[The data]

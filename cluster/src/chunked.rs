//! Out-of-core clustering runs.
//!
//! A [`ChunkedClustering`] session streams batches of traces into a
//! [`ChunkStore`], computes every chunk-pair similarity block, then runs
//! the [`GreedyClusterer`] over the stored blocks. Peak memory is bounded
//! by the chunk size, not the corpus size.

use std::collections::BTreeMap;
use std::time::Instant;

use ndarray::Array2;
use rayon::prelude::*;
use tracegroup_chunkstore::{ChunkHandle, ChunkStore};
use tracegroup_vocab::VocabularySnapshot;
use tracing::{debug, error, info};

use crate::assignment::ClusterAssignment;
use crate::config::ClusterConfig;
use crate::error::{ClusterError, Result};
use crate::greedy::{BlockSource, ClusterId, GreedyClusterer, InMemoryBlocks};
use crate::ingest::Vectorizer;

/// Outcome of adding one batch to a session.
#[derive(Debug, Clone, Default, PartialEq, Eq)]
pub struct ChunkReport {
    /// Indices of the chunks written for this batch.
    pub chunks: Vec<usize>,
    pub accepted: usize,
    /// Identifiers left out in per-record mode.
    pub excluded: Vec<String>,
}

/// Result of a complete clustering run.
#[derive(Debug, Clone)]
pub struct RunOutcome {
    pub assignment: ClusterAssignment,
    /// External identifier of every document, by absolute index.
    pub ids: Vec<String>,
    pub excluded: Vec<String>,
}

/// A chunked clustering run over one temporary store.
#[derive(Debug)]
pub struct ChunkedClustering {
    config: ClusterConfig,
    snapshot: VocabularySnapshot,
    store: ChunkStore,
    handles: Vec<ChunkHandle>,
    ids: Vec<String>,
    blocks_ready: bool,
}

impl ChunkedClustering {
    /// Validate `config` and open a fresh store under its temporary root.
    pub fn open(config: &ClusterConfig, snapshot: VocabularySnapshot) -> Result<Self> {
        config.validate()?;
        let store = ChunkStore::open(&config.storage)?;
        info!(
            "chunked clustering: {} frames, threshold {}, chunk size {}",
            snapshot.dim(),
            config.threshold,
            config.chunk_size
        );
        Ok(Self {
            config: config.clone(),
            snapshot,
            store,
            handles: Vec::new(),
            ids: Vec::new(),
            blocks_ready: false,
        })
    }

    /// Documents ingested so far.
    pub fn documents(&self) -> usize {
        self.ids.len()
    }

    pub fn ids(&self) -> &[String] {
        &self.ids
    }

    pub fn chunk_count(&self) -> usize {
        self.handles.len()
    }

    pub fn store(&self) -> &ChunkStore {
        &self.store
    }

    /// Vectorize a batch and persist it in chunks of at most `chunk_size`
    /// documents. Chunk indices continue across batches.
    pub fn add<S>(&mut self, ids: &[String], traces: &[Vec<S>]) -> Result<ChunkReport>
    where
        S: AsRef<str> + Sync,
    {
        if ids.len() != traces.len() {
            return Err(ClusterError::ShapeMismatch {
                what: "traces",
                expected: ids.len(),
                got: traces.len(),
            });
        }
        if ids.is_empty() {
            return Err(ClusterError::EmptyBatch);
        }
        let vectorizer = Vectorizer {
            snapshot: &self.snapshot,
            mode: self.config.ingest_mode,
            metric: self.config.metric,
            parallel: self.config.parallel,
        };

        let mut report = ChunkReport::default();
        for (id_piece, trace_piece) in ids
            .chunks(self.config.chunk_size)
            .zip(traces.chunks(self.config.chunk_size))
        {
            let batch = vectorizer.vectorize(id_piece, trace_piece)?;
            report.excluded.extend(batch.excluded);
            if batch.ids.is_empty() {
                continue;
            }

            let index = self.handles.len();
            let start = Instant::now();
            let handle = self.store.write_chunk(index, &batch.ids, batch.matrix.view())?;
            debug!("wrote chunk {index} in {:?}", start.elapsed());

            report.accepted += batch.ids.len();
            report.chunks.push(index);
            self.handles.push(handle);
            self.ids.extend(batch.ids);
        }
        self.blocks_ready = false;
        Ok(report)
    }

    /// Compute and store the similarity block of every chunk pair.
    pub fn compute_blocks(&mut self) -> Result<()> {
        let n = self.handles.len();
        let stored = self.store.chunk_count()?;
        if stored != n {
            return Err(ClusterError::InternalConsistency(format!(
                "{stored} chunks stored, {n} tracked"
            )));
        }

        let start = Instant::now();
        for (i, hi) in self.handles.iter().enumerate() {
            let row_start = Instant::now();
            let (_, left) = self.store.read_chunk(hi)?;
            let compute = |j: usize, hj: &ChunkHandle| -> Result<()> {
                let (_, right) = self.store.read_chunk(hj)?;
                let block = self.config.metric.block(left.view(), right.t())?;
                self.store.write_block(i, j, block.view())?;
                Ok(())
            };
            if self.config.parallel {
                self.handles
                    .par_iter()
                    .enumerate()
                    .try_for_each(|(j, hj)| compute(j, hj))?;
            } else {
                for (j, hj) in self.handles.iter().enumerate() {
                    compute(j, hj)?;
                }
            }
            info!(
                "calculated similarity of row group gmat_{i}/{} in {:?}",
                n.saturating_sub(1),
                row_start.elapsed()
            );
        }
        info!("computed {} similarity blocks in {:?}", n * n, start.elapsed());
        self.blocks_ready = true;
        Ok(())
    }

    /// Compute all blocks and cluster them.
    pub fn execute(&mut self) -> Result<ClusterAssignment> {
        if self.ids.is_empty() {
            return Err(ClusterError::EmptyBatch);
        }
        self.compute_blocks()?;

        let start = Instant::now();
        let blocks = StoredBlocks {
            store: &self.store,
            sizes: self.handles.iter().map(ChunkHandle::rows).collect(),
        };
        let clusters = GreedyClusterer::new(self.config.threshold).cluster(&blocks)?;
        let assignment = finish(&self.config, clusters, self.ids.len())?;
        info!(
            "clustered {} documents into {} clusters in {:?}",
            self.ids.len(),
            assignment.len(),
            start.elapsed()
        );
        Ok(assignment)
    }

    /// Stored similarity block of chunk pair `(i, j)`, for diagnostics.
    /// Available after [`execute`](Self::execute).
    pub fn similarity_block(&self, i: usize, j: usize) -> Result<Array2<f32>> {
        if !self.blocks_ready {
            return Err(ClusterError::InternalConsistency(
                "similarity blocks have not been computed".into(),
            ));
        }
        Ok(self.store.read_block(i, j)?)
    }

    /// Close the store and remove its files.
    pub fn wipe_out(&mut self) -> Result<()> {
        self.store.delete()?;
        self.blocks_ready = false;
        info!("wiped out temporary data");
        Ok(())
    }
}

struct StoredBlocks<'a> {
    store: &'a ChunkStore,
    sizes: Vec<usize>,
}

impl BlockSource for StoredBlocks<'_> {
    fn chunk_sizes(&self) -> &[usize] {
        &self.sizes
    }

    fn block(&self, i: usize, j: usize) -> Result<Array2<f32>> {
        Ok(self.store.read_block(i, j)?)
    }
}

fn finish(
    config: &ClusterConfig,
    clusters: BTreeMap<ClusterId, Vec<usize>>,
    total: usize,
) -> Result<ClusterAssignment> {
    let assignment = ClusterAssignment::new(clusters, total)?;
    if config.reclassify_small {
        Ok(assignment.reclassify(config.min_cluster_size))
    } else {
        Ok(assignment)
    }
}

/// Run a full chunked clustering over `batches` of `(ids, traces)`.
///
/// The temporary store is wiped whether or not the run succeeds.
pub fn run<I, S>(config: &ClusterConfig, snapshot: VocabularySnapshot, batches: I) -> Result<RunOutcome>
where
    I: IntoIterator<Item = (Vec<String>, Vec<Vec<S>>)>,
    S: AsRef<str> + Sync,
{
    let mut session = ChunkedClustering::open(config, snapshot)?;
    let result = feed_and_execute(&mut session, batches);
    let wiped = session.wipe_out();

    let (assignment, excluded) = match (result, wiped) {
        (Ok(out), Ok(())) => out,
        (Err(e), wiped) => {
            if let Err(w) = wiped {
                error!("cleanup after failed run: {w}");
            }
            return Err(e);
        }
        (Ok(_), Err(w)) => return Err(w),
    };
    Ok(RunOutcome {
        assignment,
        ids: std::mem::take(&mut session.ids),
        excluded,
    })
}

fn feed_and_execute<I, S>(session: &mut ChunkedClustering, batches: I) -> Result<(ClusterAssignment, Vec<String>)>
where
    I: IntoIterator<Item = (Vec<String>, Vec<Vec<S>>)>,
    S: AsRef<str> + Sync,
{
    let mut excluded = Vec::new();
    for (k, (ids, traces)) in batches.into_iter().enumerate() {
        let report = session.add(&ids, &traces)?;
        debug!(
            "batch {k}: {} accepted into chunks {:?}, {} excluded",
            report.accepted,
            report.chunks,
            report.excluded.len()
        );
        excluded.extend(report.excluded);
    }
    let assignment = session.execute()?;
    Ok((assignment, excluded))
}

/// Cluster a corpus small enough to hold its whole similarity matrix in
/// memory. Same semantics as [`run`], without the store.
pub fn cluster_in_memory<S>(
    config: &ClusterConfig,
    snapshot: &VocabularySnapshot,
    ids: &[String],
    traces: &[Vec<S>],
) -> Result<RunOutcome>
where
    S: AsRef<str> + Sync,
{
    config.validate()?;
    let batch = Vectorizer {
        snapshot,
        mode: config.ingest_mode,
        metric: config.metric,
        parallel: config.parallel,
    }
    .vectorize(ids, traces)?;
    if batch.ids.is_empty() {
        return Err(ClusterError::EmptyBatch);
    }

    let start = Instant::now();
    let scores = config.metric.pairwise(batch.matrix.view(), batch.matrix.view())?;
    let clusters = GreedyClusterer::new(config.threshold).cluster(&InMemoryBlocks::new(scores)?)?;
    let assignment = finish(config, clusters, batch.ids.len())?;
    info!(
        "clustered {} documents in memory into {} clusters in {:?}",
        batch.ids.len(),
        assignment.len(),
        start.elapsed()
    );
    Ok(RunOutcome {
        assignment,
        ids: batch.ids,
        excluded: batch.excluded,
    })
}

[/The data]

Your goal: Once a line of the records is found to contain "finish", copy it out.

Answer to this task:
        let assignment = finish(&self.config, clusters, self.ids.len())?;
fn finish(
    let assignment = finish(config, clusters, batch.ids.len())?;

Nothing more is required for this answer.